The screen is a very good companion if you browse a lot. S3 has a neat feature of changing the brightness level of browser itself, for optimal viewing, which does not change the brightness of the whole phone UI. So you can enjoy the web, with the crisp 720P display, text can't look any better, it's crisp and easy to read, no strain on the eye what so ever.

Overall, the screen is great, but due to some issues (more on it later), I'll rate it down 1 star.

*Rating* ☆☆☆☆½


*User Interface*

Again, comes a two faced part. The UI, TouchWiz UI given by Samsung is very polished and allows in depth control of the device with plenty of settings which can be manually tweaked. The animations are slick, gestures are nice and overall it's a great experience. It DOES look like a premium device with TouchWiz over it. I tried a couple of launchers (NOVA, APEX), they just don't cut it, but then it's totally my opinion.

*desmond.imageshack.us/Himg801/scaled.php?server=801&filename=screenshot2012080411264.png&res=landing

The new Task manager and recent apps change is welcomed, and is quite polished. Simply swipe to remove the recent apps, and easy access to Task manager by long pressing Home button is a plus.

The Notification centre is a great improvement over S2. The toggles are now more in mumber, and can toggle pretty much anything you want just by a touch of your finger. WiFi, GPS, Sound, Screen Rotation, Power Saving, Notification, Mobile Data, Bluetooth, Driving Mode, and Sync.
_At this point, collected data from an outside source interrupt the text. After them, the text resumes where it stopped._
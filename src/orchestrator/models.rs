use std::collections::HashMap;
use std::fmt;
use std::path::PathBuf;
use std::str::FromStr;

use chrono::{DateTime, Utc};
use serde::{Deserialize, Serialize};
use uuid::Uuid;

/// Opaque project key. Assigned by the external creation flow.
pub type ProjectId = String;

#[derive(Debug, Clone, Copy, Default, Serialize, Deserialize, PartialEq, Eq)]
#[serde(rename_all = "snake_case")]
pub enum ProjectStatus {
    #[default]
    Idle,
    Running,
    Building,
    Error,
}

impl ProjectStatus {
    pub fn as_str(&self) -> &'static str {
        match self {
            Self::Idle => "idle",
            Self::Running => "running",
            Self::Building => "building",
            Self::Error => "error",
        }
    }
}

impl fmt::Display for ProjectStatus {
    fn fmt(&self, f: &mut fmt::Formatter<'_>) -> fmt::Result {
        f.write_str(self.as_str())
    }
}

impl FromStr for ProjectStatus {
    type Err = String;

    fn from_str(s: &str) -> Result<Self, Self::Err> {
        match s {
            "idle" => Ok(Self::Idle),
            "running" => Ok(Self::Running),
            "building" => Ok(Self::Building),
            "error" => Ok(Self::Error),
            _ => Err(format!("Invalid project status: {}", s)),
        }
    }
}

#[derive(Debug, Clone, Copy, Default, Serialize, Deserialize, PartialEq, Eq, Hash)]
#[serde(rename_all = "snake_case")]
pub enum PackageManager {
    #[default]
    Npm,
    Pnpm,
    Yarn,
    Bun,
}

impl PackageManager {
    pub fn as_str(&self) -> &'static str {
        match self {
            Self::Npm => "npm",
            Self::Pnpm => "pnpm",
            Self::Yarn => "yarn",
            Self::Bun => "bun",
        }
    }
}

impl fmt::Display for PackageManager {
    fn fmt(&self, f: &mut fmt::Formatter<'_>) -> fmt::Result {
        f.write_str(self.as_str())
    }
}

impl FromStr for PackageManager {
    type Err = String;

    fn from_str(s: &str) -> Result<Self, Self::Err> {
        match s {
            "npm" => Ok(Self::Npm),
            "pnpm" => Ok(Self::Pnpm),
            "yarn" => Ok(Self::Yarn),
            "bun" => Ok(Self::Bun),
            _ => Err(format!("Invalid package manager: {}", s)),
        }
    }
}

#[derive(Debug, Clone, Serialize, Deserialize)]
pub struct Project {
    pub id: ProjectId,
    pub name: String,
    pub path: PathBuf,
    #[serde(default)]
    pub package_manager: PackageManager,
    #[serde(default)]
    pub status: ProjectStatus,
    #[serde(default)]
    pub port: Option<u16>,
    #[serde(default)]
    pub last_error: Option<String>,
    pub created_at: DateTime<Utc>,
    pub updated_at: DateTime<Utc>,
}

impl Project {
    pub fn new(id: impl Into<String>, name: impl Into<String>, path: impl Into<PathBuf>) -> Self {
        let now = Utc::now();
        Self {
            id: id.into(),
            name: name.into(),
            path: path.into(),
            package_manager: PackageManager::default(),
            status: ProjectStatus::Idle,
            port: None,
            last_error: None,
            created_at: now,
            updated_at: now,
        }
    }

    pub fn with_package_manager(mut self, package_manager: PackageManager) -> Self {
        self.package_manager = package_manager;
        self
    }
}

/// Partial update applied through [`ProjectStore::update_project`].
///
/// Double options distinguish "leave unchanged" (`None`) from "clear"
/// (`Some(None)`).
///
/// [`ProjectStore::update_project`]: super::store::ProjectStore::update_project
#[derive(Debug, Clone, Default, PartialEq)]
pub struct ProjectPatch {
    pub status: Option<ProjectStatus>,
    pub port: Option<Option<u16>>,
    pub last_error: Option<Option<String>>,
}

impl ProjectPatch {
    pub fn status(status: ProjectStatus) -> Self {
        Self {
            status: Some(status),
            ..Default::default()
        }
    }

    pub fn with_port(mut self, port: Option<u16>) -> Self {
        self.port = Some(port);
        self
    }

    pub fn with_error(mut self, error: Option<String>) -> Self {
        self.last_error = Some(error);
        self
    }

    pub fn apply(&self, project: &mut Project) {
        if let Some(status) = self.status {
            project.status = status;
        }
        if let Some(port) = self.port {
            project.port = port;
        }
        if let Some(ref error) = self.last_error {
            project.last_error = error.clone();
        }
        project.updated_at = Utc::now();
    }
}

/// Purpose of a supervised OS process.
#[derive(Debug, Clone, Copy, Serialize, Deserialize, PartialEq, Eq, Hash)]
#[serde(rename_all = "snake_case")]
pub enum ProcessKind {
    Dev,
    Build,
    Deploy,
}

impl ProcessKind {
    pub fn as_str(&self) -> &'static str {
        match self {
            Self::Dev => "dev",
            Self::Build => "build",
            Self::Deploy => "deploy",
        }
    }
}

impl fmt::Display for ProcessKind {
    fn fmt(&self, f: &mut fmt::Formatter<'_>) -> fmt::Result {
        f.write_str(self.as_str())
    }
}

/// Serializable record of a supervised process, the observable half of a
/// process handle.
#[derive(Debug, Clone, Serialize, Deserialize, PartialEq)]
pub struct ProcessInfo {
    pub project_id: ProjectId,
    pub kind: ProcessKind,
    pub pid: Option<u32>,
    pub started_at: DateTime<Utc>,
}

/// Options supplied with a build or deploy request.
#[derive(Debug, Clone, Default, Serialize, Deserialize, PartialEq)]
pub struct BuildOptions {
    #[serde(default)]
    pub production: bool,
    /// Build-tool family used to pick a progress extractor (`vite`, `next`,
    /// `webpack`, ...). Detected from the project directory when absent.
    #[serde(default)]
    pub tool: Option<String>,
    /// Deploy provider, passed to the deploy command as `DEVPLANE_DEPLOY_TARGET`.
    #[serde(default)]
    pub target: Option<String>,
    #[serde(default)]
    pub env: HashMap<String, String>,
}

#[derive(Debug, Clone, Copy, Serialize, Deserialize, PartialEq, Eq)]
#[serde(rename_all = "snake_case")]
pub enum JobState {
    Queued,
    Running,
    Completed,
    Failed,
    Cancelled,
}

impl JobState {
    pub fn as_str(&self) -> &'static str {
        match self {
            Self::Queued => "queued",
            Self::Running => "running",
            Self::Completed => "completed",
            Self::Failed => "failed",
            Self::Cancelled => "cancelled",
        }
    }

    pub fn is_terminal(&self) -> bool {
        matches!(self, Self::Completed | Self::Failed | Self::Cancelled)
    }
}

/// A build or deploy request tracked by the admission controller.
#[derive(Debug, Clone, Serialize, Deserialize)]
pub struct BuildJob {
    pub id: Uuid,
    pub project_id: ProjectId,
    pub kind: ProcessKind,
    pub options: BuildOptions,
    pub state: JobState,
    pub enqueued_at: DateTime<Utc>,
    pub started_at: Option<DateTime<Utc>>,
    pub finished_at: Option<DateTime<Utc>>,
}

impl BuildJob {
    pub fn new(project_id: impl Into<String>, kind: ProcessKind, options: BuildOptions) -> Self {
        Self {
            id: Uuid::new_v4(),
            project_id: project_id.into(),
            kind,
            options,
            state: JobState::Queued,
            enqueued_at: Utc::now(),
            started_at: None,
            finished_at: None,
        }
    }
}

/// An executable, its arguments and extra environment, as resolved by a
/// [`CommandResolver`](super::commands::CommandResolver).
#[derive(Debug, Clone, Default, Serialize, Deserialize, PartialEq)]
pub struct CommandSpec {
    pub program: String,
    pub args: Vec<String>,
    #[serde(default)]
    pub env: HashMap<String, String>,
}

impl CommandSpec {
    pub fn new(program: impl Into<String>) -> Self {
        Self {
            program: program.into(),
            ..Default::default()
        }
    }

    pub fn arg(mut self, arg: impl Into<String>) -> Self {
        self.args.push(arg.into());
        self
    }

    pub fn env(mut self, key: impl Into<String>, value: impl Into<String>) -> Self {
        self.env.insert(key.into(), value.into());
        self
    }

    /// Human-readable command line for logs.
    pub fn display(&self) -> String {
        std::iter::once(self.program.as_str())
            .chain(self.args.iter().map(String::as_str))
            .collect::<Vec<_>>()
            .join(" ")
    }
}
These things can be toggled easily without going into settings, for the other people, who like to tinkle with settings frequently, Samsung added a shortcut on the Notification Tray itself for the Settings.

*desmond.imageshack.us/Himg607/scaled.php?server=607&filename=screenshot2012080411160.png&res=landing       *desmond.imageshack.us/Himg36/scaled.php?server=36&filename=screenshot2012080411155.png&res=landing

The App drawer is fluid, with no lags or jitters at all. It houses Apps and Widgets in different drawers, and and a small addition here is you can toggle between all apps and the downlaoded ones with a button. Moreover, scrolling to the end of list in App drawer doesn't take you to the Widgets drawer as in stock ICS.  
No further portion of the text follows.